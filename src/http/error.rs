//! Per-request errors and their mapping to HTTP responses.
//!
//! - resolution failure → 500 with the resolver's message
//! - upstream timeout → 504
//! - any other upstream failure → 502 with a short diagnostic

use axum::http::StatusCode;
use axum::response::{IntoResponse, Response};
use std::time::Duration;
use thiserror::Error;

use crate::identity::ResolutionError;

/// Failure of the upstream call.
#[derive(Debug, Error)]
pub enum ForwardError {
    #[error("upstream did not respond within {0:?}")]
    Timeout(Duration),

    #[error("upstream request failed: {0}")]
    Unreachable(#[source] hyper_util::client::legacy::Error),

    #[error("upstream response body failed: {0}")]
    Body(#[source] axum::Error),

    #[error("could not build upstream request: {0}")]
    InvalidRequest(#[from] axum::http::Error),
}

/// Any error that ends a request before an upstream response is relayed.
#[derive(Debug, Error)]
pub enum ProxyError {
    #[error(transparent)]
    Resolution(#[from] ResolutionError),

    #[error(transparent)]
    Forward(#[from] ForwardError),
}

impl ProxyError {
    pub fn status(&self) -> StatusCode {
        match self {
            ProxyError::Resolution(_) => StatusCode::INTERNAL_SERVER_ERROR,
            ProxyError::Forward(ForwardError::Timeout(_)) => StatusCode::GATEWAY_TIMEOUT,
            ProxyError::Forward(_) => StatusCode::BAD_GATEWAY,
        }
    }

    /// Body sent to the caller: the error and its causes, without repeats.
    fn diagnostic(&self) -> String {
        let mut message = self.to_string();
        let mut source = std::error::Error::source(self);
        while let Some(cause) = source {
            let text = cause.to_string();
            if !message.contains(&text) {
                message.push_str(": ");
                message.push_str(&text);
            }
            source = cause.source();
        }
        message
    }
}

impl IntoResponse for ProxyError {
    fn into_response(self) -> Response {
        (self.status(), self.diagnostic()).into_response()
    }
}
//! Peer identity resolution subsystem.
//!
//! # Data Flow
//! ```text
//! peer SocketAddr
//!     → resolver.rs (IdentityResolver trait)
//!     → local_api.rs (whois over the identity daemon's Unix socket)
//!     → types.rs (ResolvedIdentity, or None for an unknown peer)
//! ```
//!
//! # Design Decisions
//! - "Peer not found" is a successful, anonymous result, never an error
//! - Lookups carry their own deadline, independent of the upstream timeout
//! - Excluded-class identities are produced but flagged, never asserted

pub mod local_api;
pub mod resolver;
pub mod types;

pub use local_api::LocalApiResolver;
pub use resolver::{IdentityResolver, ResolutionError};
pub use types::ResolvedIdentity;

········

## WHAT IS NEEDED
For this listing, copy out every line that includes the word "axum".

## EXPECTED ANSWER
use axum::http::StatusCode;
use axum::response::{IntoResponse, Response};
    Body(#[source] axum::Error),
    InvalidRequest(#[from] axum::http::Error),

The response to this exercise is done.